Worldly things in general are unreliable. Why? Because they are impermanent.  Many of them have the characteristic of gross impermanence in the sense that they will completely split up so that they’re no longer recognizable as the phenomena they were before. The house will fall apart and you won’t recognize it as a house, or something like that. A person will die: that’s the gross impermanence.

But everything is subject also to subtle impermanence: in every single instant it’s arising and disintegrating, arising and disintegrating, without any moment of actual abiding in stability. It’s just constant arising and disintegrating. This is the nature of all phenomena and quite in accord with science.

It’s saying all the phenomena around us arising and ceasing in each split second, and particularly relationships between friends and foes, are very uncertain. They’re changing in each split second, but also sometimes in bigger chunks of time—over an hour, over a day, over a year—we can watch how our relationships with people change. It’s amazing, isn’t it?

Who were you close to ten years ago? Who were you close to? The end of 1999, that’s where we are: who were you close to then? Are you close to some of those same people now? Have those people changed? If you’re close to some of the same people, have they changed? Is the relationship the same as it was before?

 Some people who were foes before have become friends; some people who were friends have become foes. Things are changing all the time. It’s not very stable, not very certain. Because of that, why buy into all of our proliferating thoughts about “so-and-so is like this and so-and-so is like that?” It doesn’t make any sense, considering how in flux all these things are.

Nagarjuna says in The Friendly Letter,

Your father becomes your son, your mother, your wife and your enemies become friends. The opposite also takes place. Therefore, in cyclic existence, there is no certainty at all.
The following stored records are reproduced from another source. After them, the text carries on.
use async_trait::async_trait;
use std::sync::atomic::{AtomicU64, Ordering};
use std::sync::{Arc, Mutex as StdMutex};
use tokio::sync::Mutex;
use tokio::time::{Duration, Instant, MissedTickBehavior};
use tokio_util::sync::CancellationToken;

use super::plans::PlanBook;
use super::{PlanTarget, SessionCore, SessionError, SessionHooks};
use crate::transport::{PlcConnector, PlcTransport, TransportError};
use twinsync_core::{
    DeviceKey, Frame, MachineDataPlan, PlanItem, PlcConfig, PlcFrame, TelemetryPlan,
};

/// Lease/reaper knobs, same defaults as the robot side.
#[derive(Debug, Clone)]
pub struct PlcTuning {
    pub lease_timeout: Duration,
    pub reap_period: Duration,
    /// Sleep when the union is empty but users are present, so the
    /// session never issues spurious reads.
    pub empty_union_backoff: Duration,
}

impl Default for PlcTuning {
    fn default() -> Self {
        Self {
            lease_timeout: Duration::from_secs(60),
            reap_period: Duration::from_secs(5),
            empty_union_backoff: Duration::from_millis(50),
        }
    }
}

/// Machine-data session for one tag-read PLC.
///
/// Unions all users' `{path, expand}` items and reads the whole union in
/// one batch call per iteration, soft-pacing with the configured period.
/// Expansion (`udt` structs, `[a..b]` ranges) is the transport's job;
/// this session only presents the union list.
pub struct PlcSession {
    core: Arc<SessionCore>,
    cfg: PlcConfig,
    connector: Box<dyn PlcConnector>,
    plans: Mutex<PlanBook<MachineDataPlan>>,
    io: Mutex<Option<Box<dyn PlcTransport>>>,
    /// Current union, swapped wholesale on every plan mutation so the
    /// read loop never waits on the plan mutex.
    union_items: StdMutex<Arc<Vec<PlanItem>>>,
    period_ms: AtomicU64,
    empty_union_backoff: Duration,
    last_read: StdMutex<Option<Instant>>,
}

impl PlcSession {
    pub fn new(
        core: Arc<SessionCore>,
        cfg: PlcConfig,
        connector: Box<dyn PlcConnector>,
        tuning: PlcTuning,
    ) -> Arc<Self> {
        let session = Arc::new(Self {
            core,
            period_ms: AtomicU64::new(cfg.default_period_ms),
            empty_union_backoff: tuning.empty_union_backoff,
            cfg,
            connector,
            plans: Mutex::new(PlanBook::new(tuning.lease_timeout)),
            io: Mutex::new(None),
            union_items: StdMutex::new(Arc::new(Vec::new())),
            last_read: StdMutex::new(None),
        });
        session.spawn_reaper(tuning.reap_period);
        session
    }

    pub fn core(&self) -> &Arc<SessionCore> {
        &self.core
    }

    fn spawn_reaper(self: &Arc<Self>, period: Duration) {
        let weak = Arc::downgrade(self);
        tokio::spawn(async move {
            let mut tick = tokio::time::interval(period);
            tick.set_missed_tick_behavior(MissedTickBehavior::Delay);
            loop {
                tick.tick().await;
                let Some(session) = weak.upgrade() else { break };
                session.reap().await;
            }
        });
    }

    async fn reap(&self) {
        let reaped = self.plans.lock().await.reap();
        if !reaped.is_empty() {
            log::info!("{}: lease expired for users {:?}", self.core.key(), reaped);
            self.refresh().await;
        }
    }

    /// Re-derive the union item list, the pacing period and the gate.
    async fn refresh(&self) {
        let (has_users, union) = {
            let book = self.plans.lock().await;
            (
                book.has_users(),
                MachineDataPlan::union(book.plans(), self.cfg.max_items),
            )
        };
        self.period_ms.store(
            union.period_ms.unwrap_or(self.cfg.default_period_ms),
            Ordering::Relaxed,
        );
        *self.union_items.lock().unwrap() = Arc::new(union.items);
        self.core.set_publish_allowed(has_users);
    }

    /// Soft pace: hold off until one period has passed since the last
    /// completed read.
    async fn pace(&self, cancel: &CancellationToken) -> Result<(), SessionError> {
        let period = Duration::from_millis(self.period_ms.load(Ordering::Relaxed));
        let deadline = self.last_read.lock().unwrap().map(|at| at + period);
        if let Some(deadline) = deadline {
            tokio::select! {
                _ = cancel.cancelled() => return Err(SessionError::Stopped),
                _ = tokio::time::sleep_until(deadline) => {}
            }
        }
        Ok(())
    }
}

#[async_trait]
impl SessionHooks for PlcSession {
    async fn on_connect(&self) -> Result<(), SessionError> {
        let transport = self.connector.connect().await?;
        *self.io.lock().await = Some(transport);
        *self.last_read.lock().unwrap() = None;
        self.refresh().await;
        Ok(())
    }

    async fn on_disconnect(&self) {
        let mut io = self.io.lock().await;
        if let Some(mut transport) = io.take() {
            transport.close().await;
        }
    }

    async fn read_frame(
        &self,
        cancel: &CancellationToken,
    ) -> Result<Option<Frame>, SessionError> {
        let items = self.union_items.lock().unwrap().clone();
        if items.is_empty() {
            // Users are present but ask for nothing; idle instead of
            // issuing empty reads.
            tokio::select! {
                _ = cancel.cancelled() => return Err(SessionError::Stopped),
                _ = tokio::time::sleep(self.empty_union_backoff) => return Ok(None),
            }
        }
        self.pace(cancel).await?;

        let bound = Duration::from_millis(self.cfg.timeout_ms.max(200));
        let values = {
            let mut io = self.io.lock().await;
            let transport = io.as_mut().ok_or(TransportError::Closed)?;
            match tokio::time::timeout(bound, transport.read(&items)).await {
                Ok(Ok(values)) => values,
                Ok(Err(e)) => return Err(e.into()),
                Err(_) if cancel.is_cancelled() => return Err(SessionError::Stopped),
                Err(_) => return Err(SessionError::ReadTimeout),
            }
        };
        *self.last_read.lock().unwrap() = Some(Instant::now());

        Ok(Some(Frame::Plc(PlcFrame {
            ts: chrono::Utc::now().timestamp_millis(),
            seq: self.core.next_seq(),
            values,
        })))
    }
}

#[async_trait]
impl PlanTarget for PlcSession {
    fn key(&self) -> &DeviceKey {
        self.core.key()
    }

    async fn apply_telemetry_plan(&self, user: &str, _plan: TelemetryPlan) {
        log::debug!(
            "{}: ignoring telemetry plan from {user} on a machine-data device",
            self.core.key()
        );
    }

    async fn apply_machine_data_plan(&self, user: &str, plan: MachineDataPlan) {
        log::debug!("{}: plan from {user}: {plan:?}", self.core.key());
        self.plans.lock().await.apply(user, plan);
        self.refresh().await;
    }

    async fn touch_user(&self, user: &str) {
        if !self.plans.lock().await.touch(user) {
            log::debug!("{}: heartbeat from unknown user {user}", self.core.key());
        }
    }

    async fn remove_user(&self, user: &str) {
        if self.plans.lock().await.remove(user) {
            log::info!("{}: user {user} left", self.core.key());
            self.refresh().await;
        }
    }
}

#[cfg(test)]
mod tests {
    use super::*;
    use crate::session::{DeviceSession, SessionEvent, SessionTuning};
    use crate::transport::{SimPlcBank, SimPlcConnector};
    use tokio::sync::mpsc::{unbounded_channel, UnboundedReceiver};
    use twinsync_core::PlcValue;

    fn plc_cfg() -> PlcConfig {
        PlcConfig {
            name: "plc1".into(),
            ip: "127.0.0.1".into(),
            port: 44818,
            slot: 0,
            plc_type: "controllogix".into(),
            path: "1,0".into(),
            device_type: "plc".into(),
            default_period_ms: 10,
            timeout_ms: 200,
            max_items: 50,
            max_array_elements: 8,
            max_struct_fields: 64,
        }
    }

    struct Rig {
        session: Arc<PlcSession>,
        supervisor: Arc<DeviceSession<PlcSession>>,
        events: UnboundedReceiver<SessionEvent>,
    }

    fn rig() -> Rig {
        let (tx, events) = unbounded_channel();
        let cfg = plc_cfg();
        let core = SessionCore::new(DeviceKey::new("acme", "gw0", "plc1", "plc"), tx);
        let connector = SimPlcConnector::new(SimPlcBank::seeded(), &cfg);
        let session = PlcSession::new(core.clone(), cfg, Box::new(connector), PlcTuning::default());
        let supervisor = DeviceSession::new(core, session.clone(), SessionTuning::default());
        Rig {
            session,
            supervisor,
            events,
        }
    }

    async fn next_plc_frame(events: &mut UnboundedReceiver<SessionEvent>) -> PlcFrame {
        loop {
            match tokio::time::timeout(Duration::from_secs(2), events.recv()).await {
                Ok(Some(SessionEvent::Frame {
                    frame: Frame::Plc(frame),
                    ..
                })) => return frame,
                Ok(Some(_)) => continue,
                other => panic!("no frame: {other:?}"),
            }
        }
    }

    #[tokio::test]
    async fn udt_item_reads_expanded_struct() {
        let mut rig = rig();
        rig.supervisor.connect().await.unwrap();
        rig.session
            .apply_machine_data_plan(
                "userA",
                MachineDataPlan {
                    items: vec![PlanItem::expanded("Station1Status", "udt")],
                    period_ms: None,
                },
            )
            .await;

        let frame = next_plc_frame(&mut rig.events).await;
        match &frame.values["Station1Status"] {
            PlcValue::Struct(members) => {
                for name in ["Run", "Faulted", "FaultCode", "Speed", "Temp0", "Temp1"] {
                    assert!(members.contains_key(name), "missing member {name}");
                }
            }
            other => panic!("expected struct, got {other:?}"),
        }

        rig.supervisor.disconnect().await;
    }

    #[tokio::test]
    async fn empty_union_with_users_emits_nothing() {
        let mut rig = rig();
        rig.supervisor.connect().await.unwrap();
        rig.session
            .apply_machine_data_plan("userA", MachineDataPlan::default())
            .await;
        assert!(rig.session.core().publish_allowed());

        let got = tokio::time::timeout(Duration::from_millis(150), async {
            loop {
                match rig.events.recv().await {
                    Some(SessionEvent::Frame { .. }) => return true,
                    Some(_) => continue,
                    None => return false,
                }
            }
        })
        .await;
        assert!(got.is_err(), "idle session must not emit frames");

        rig.supervisor.disconnect().await;
    }

    #[tokio::test]
    async fn values_are_keyed_by_original_path() {
        let mut rig = rig();
        rig.supervisor.connect().await.unwrap();
        rig.session
            .apply_machine_data_plan(
                "userA",
                MachineDataPlan {
                    items: vec![
                        PlanItem::new("Program:MainProgram.PartCount"),
                        PlanItem::new("Line.Temps[0..3]"),
                    ],
                    period_ms: None,
                },
            )
            .await;

        let frame = next_plc_frame(&mut rig.events).await;
        assert!(matches!(
            frame.values["Program:MainProgram.PartCount"],
            PlcValue::Int32(_)
        ));
        match &frame.values["Line.Temps[0..3]"] {
            PlcValue::Array(elems) => assert_eq!(elems.len(), 4),
            other => panic!("expected array, got {other:?}"),
        }

        rig.supervisor.disconnect().await;
    }
}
The people that we relate to in a certain way in this lifetime, we had totally different conventional relationships with in a previous lifetime. In a future lifetime we might also have very different conventional relationships. People who were our parents last time, this time are our children. People who were friends before are foes now. People who employed us before, now we employ them. All these things are constantly changing. For that reason, it doesn’t make sense to latch on to certain people and say, “But these people are more this, that or the other thing than anybody else.”
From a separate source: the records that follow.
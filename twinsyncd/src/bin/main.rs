use tracing_appender::rolling;
use tracing_log::LogTracer;
use tracing_subscriber::FmtSubscriber;

use twinsync_gateway::{
    EdgeGateway, GatewayOptions, RumqttLink, SimPlcBank, SimPlcConnector, TcpRobotConnector,
};
use twinsyncd::{config::DaemonConfig, TwinSyncdResult};

#[actix::main]
async fn main() -> TwinSyncdResult<()> {
    let cfg = DaemonConfig::load(DaemonConfig::path_from_env())?;

    LogTracer::init().expect("Unable to set up log tracer");
    let log = rolling::daily(&cfg.log_dir, "twinsyncd");
    let (writer, _guard) = tracing_appender::non_blocking(log);
    let sub = FmtSubscriber::builder()
        .with_max_level(tracing::Level::DEBUG)
        .with_writer(writer)
        .finish();
    tracing::subscriber::set_global_default(sub).expect("Unable to set up tracing subscriber");

    log::info!(
        "twinsyncd starting for {}/{}",
        cfg.scope.tenant_id,
        cfg.scope.gateway_id
    );

    let link = RumqttLink::connect(&cfg.mqtt).await?;
    let options = GatewayOptions {
        publish_period: tokio::time::Duration::from_millis(cfg.publish_period_ms),
        ..Default::default()
    };
    let gateway = EdgeGateway::start(cfg.scope.clone(), link, options).await?;

    for robot in &cfg.robots {
        let connector = Box::new(TcpRobotConnector::new(robot));
        match gateway.add_robot(robot.clone(), connector).await {
            Ok(key) => log::info!("robot {key} online"),
            Err(e) => log::error!("robot {} failed to connect: {e}", robot.name),
        }
    }

    // Until a native tag driver lands, PLC entries poll the built-in
    // simulated bank so downstream consumers can be exercised.
    for plc in &cfg.plcs {
        let connector = Box::new(SimPlcConnector::new(SimPlcBank::seeded(), plc));
        match gateway.add_plc(plc.clone(), connector).await {
            Ok(key) => log::info!("plc {key} online"),
            Err(e) => log::error!("plc {} failed to connect: {e}", plc.name),
        }
    }

    tokio::signal::ctrl_c().await?;
    log::info!("interrupt received, shutting down");
    gateway.shutdown().await;

    Ok(())
}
In a hundred years we’re going to be in totally different relationship with them. At the maximum in a hundred years—probably fewer. I doubt any of us will be alive in a hundred years. So then, the people that we’re so close to now, we may not even know. We may have one kind of relationship with them now, but next lifetime what kind of relationships will we have?

For this reason, it’s important not to get too locked into, “But this person is so meaningful in this way,” or “This person is so awful.” Because it’s all going to change, isn’t it? None of these things have any essence. People don’t have fixed, concrete personalities, do they? We might say, “Oh, but I love their personality.” But they’re not going to have that personality for so long. Even in this life people don’t have a consistent personality, do they? In our next life, we may be born ten bazillion universes away and not even know them.
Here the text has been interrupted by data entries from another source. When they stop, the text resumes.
//! Fleet roster: the retained device document remote UIs discover the
//! fleet through.
//!
//! The roster is an [`actix`] actor so membership and status updates
//! from every session serialize through one mailbox. A republish goes
//! out whenever the device set or any device's status changes; data
//! arrival only refreshes `last_data_ms` and rides along with the next
//! real change.

use actix::prelude::*;
use std::collections::BTreeMap;
use std::sync::Arc;

use crate::mqtt::{MqttLink, QosLevel};
use twinsync_core::{DeviceKey, DeviceStatus, GatewayScope, RosterDocument, RosterEntry};

struct RosterRecord {
    display_name: String,
    connection_type: String,
    status: DeviceStatus,
    last_data_ms: Option<i64>,
}

pub struct FleetRoster {
    scope: GatewayScope,
    link: Arc<dyn MqttLink>,
    devices: BTreeMap<DeviceKey, RosterRecord>,
}

impl FleetRoster {
    pub fn new(scope: GatewayScope, link: Arc<dyn MqttLink>) -> Self {
        Self {
            scope,
            link,
            devices: BTreeMap::new(),
        }
    }

    fn document(&self) -> RosterDocument {
        RosterDocument {
            ts: chrono::Utc::now().timestamp_millis(),
            tenant_id: self.scope.tenant_id.clone(),
            gateway_id: self.scope.gateway_id.clone(),
            devices: self
                .devices
                .iter()
                .map(|(key, record)| RosterEntry {
                    device_id: key.device_id.clone(),
                    device_type: key.device_type.clone(),
                    display_name: record.display_name.clone(),
                    status: record.status,
                    connection_type: record.connection_type.clone(),
                    last_data_ms: record.last_data_ms,
                })
                .collect(),
        }
    }

    fn republish(&self) {
        let topic = self.scope.devices_topic();
        let document = self.document();
        let link = self.link.clone();
        let payload = match serde_json::to_vec(&document) {
            Ok(payload) => payload,
            Err(e) => {
                log::error!("roster: cannot serialize document: {e}");
                return;
            }
        };
        tokio::spawn(async move {
            if let Err(e) = link
                .publish(&topic, payload, QosLevel::AtLeastOnce, true)
                .await
            {
                log::warn!("roster: publish failed: {e}");
            }
        });
    }
}

impl Actor for FleetRoster {
    type Context = Context<Self>;
}

/// Add a device to the roster (or refresh its display metadata).
#[derive(Message)]
#[rtype(result = "()")]
pub struct UpsertDevice {
    pub key: DeviceKey,
    pub display_name: String,
    pub connection_type: String,
}

impl Handler<UpsertDevice> for FleetRoster {
    type Result = ();

    fn handle(&mut self, msg: UpsertDevice, _ctx: &mut Self::Context) -> Self::Result {
        log::info!("roster: device {} ({})", msg.key, msg.connection_type);
        self.devices.insert(
            msg.key,
            RosterRecord {
                display_name: msg.display_name,
                connection_type: msg.connection_type,
                status: DeviceStatus::Disconnected,
                last_data_ms: None,
            },
        );
        self.republish();
    }
}

/// Session status change.
#[derive(Message)]
#[rtype(result = "()")]
pub struct StatusUpdate {
    pub key: DeviceKey,
    pub status: DeviceStatus,
}

impl Handler<StatusUpdate> for FleetRoster {
    type Result = ();

    fn handle(&mut self, msg: StatusUpdate, _ctx: &mut Self::Context) -> Self::Result {
        let Some(record) = self.devices.get_mut(&msg.key) else {
            log::warn!("roster: status for unknown device {}", msg.key);
            return;
        };
        if record.status == msg.status {
            return;
        }
        record.status = msg.status;
        self.republish();
    }
}

/// A frame arrived for the device; refreshes `last_data_ms` only.
#[derive(Message)]
#[rtype(result = "()")]
pub struct DataSeen {
    pub key: DeviceKey,
    pub ts_ms: i64,
}

impl Handler<DataSeen> for FleetRoster {
    type Result = ();

    fn handle(&mut self, msg: DataSeen, _ctx: &mut Self::Context) -> Self::Result {
        if let Some(record) = self.devices.get_mut(&msg.key) {
            record.last_data_ms = Some(msg.ts_ms);
        }
    }
}

#[cfg(test)]
mod tests {
    use super::*;
    use crate::mqtt::MemoryLink;
    use tokio::time::Duration;

    fn key() -> DeviceKey {
        DeviceKey::new("acme", "gw0", "R1", "robot-fanuc")
    }

    async fn settle() {
        // let the spawned publish land
        tokio::time::sleep(Duration::from_millis(50)).await;
    }

    #[actix_rt::test]
    async fn upsert_and_status_change_republish_retained() {
        let link = MemoryLink::new();
        let roster =
            FleetRoster::new(GatewayScope::new("acme", "gw0"), link.clone()).start();

        roster
            .send(UpsertDevice {
                key: key(),
                display_name: "Robot 1".into(),
                connection_type: "robot-line".into(),
            })
            .await
            .unwrap();
        roster
            .send(StatusUpdate {
                key: key(),
                status: DeviceStatus::Streaming,
            })
            .await
            .unwrap();
        settle().await;

        let published = link.published_on("twinsync/acme/gw0/devices");
        assert_eq!(published.len(), 2);
        assert!(published.iter().all(|record| record.retain));
        assert!(published
            .iter()
            .all(|record| record.qos == QosLevel::AtLeastOnce));

        let doc: RosterDocument =
            serde_json::from_slice(&published.last().unwrap().payload).unwrap();
        assert_eq!(doc.devices.len(), 1);
        assert_eq!(doc.devices[0].device_id, "R1");
        assert_eq!(doc.devices[0].status, DeviceStatus::Streaming);
    }

    #[actix_rt::test]
    async fn repeated_status_and_data_seen_do_not_republish() {
        let link = MemoryLink::new();
        let roster =
            FleetRoster::new(GatewayScope::new("acme", "gw0"), link.clone()).start();

        roster
            .send(UpsertDevice {
                key: key(),
                display_name: "Robot 1".into(),
                connection_type: "robot-line".into(),
            })
            .await
            .unwrap();
        roster
            .send(StatusUpdate {
                key: key(),
                status: DeviceStatus::Disconnected,
            })
            .await
            .unwrap();
        roster
            .send(DataSeen {
                key: key(),
                ts_ms: 123,
            })
            .await
            .unwrap();
        settle().await;

        // only the upsert published; same-status and data-seen did not
        assert_eq!(link.published_on("twinsync/acme/gw0/devices").len(), 1);
    }
}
If you look, you can see a person is just merely labeled in dependence upon whatever aggregates are there. There’s nothing there inside of a person that is some kind of ultimate personality or soul or something that they really are. It’s all just changing. And that also means we can all become buddhas. It’s a good reason not to grasp.

There is also a saying, ‘construct a fort where the danger is greatest.’

Relating this to the previous idea of suppressing every instance of attachment, aversion, bias and things like that, construct the fort where the danger is greatest. In other words, where you have the greatest bias, the greatest anger, the greatest attachment, work on those things first.

I think that’s very important in our practice to know the areas that are the biggest problems for us and work on those. What are the behaviors that are really the most detrimental? What are the emotions that sway us in a bad way most strongly? It’s important to know that and really work with those things, instead of obsessing about small things. We’ll get to the small things, but it’s more worthwhile if we work with the big things.

It is necessary to meditate on the factors which cause your spiritual practice to decline. And the text says, ‘Train consistently to deal with difficult situations.’

That’s the instruction so that we will meditate on the factors that can cause our spiritual practice to decline, which are difficult situations. It’s difficult situations that provoke difficult emotions that provoke unwholesome behavior. So, it’s telling us to train consistently to deal with these difficult situations. The text lists five kinds of difficult situations. There are probably more, but we’ll just talk about five right now.

Five difficult situations

First, since even the slightest misbehavior towards the Three Jewels, your abbot, spiritual master, parents and so forth, who are all very kind to you, is extremely serious, you should be careful not to lose your temper with them.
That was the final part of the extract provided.